Work to be completed: In the records below, work out how many lines hold the word "socket". Report the number alone.

Task material:
//! Pings many IPv4 and IPv6 hosts at once and reports per-host statistics.
//!
//! All echo requests of one run share a single socket per address family. Replies are
//! told apart by their sequence number, which is the position of the host in the input
//! list, and by a per-run tracker in the payload.

#![warn(rust_2018_idioms)]
#![warn(clippy::pedantic)]
#![allow(clippy::missing_errors_doc)]

pub use batch_pinger::BatchPinger;
pub use icmp::socket::SocketType;
pub use icmp::{AddressFamily, Ttl};
pub use ping_error::{PingError, PingResult};
pub use statistics::Statistics;

mod batch_pinger;
mod correlator;
mod gate;
pub mod icmp;
mod ping_error;
mod ping_receiver;
mod ping_sender;
mod records;
mod session;
mod statistics;
mod target;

Solution to this exercise: 2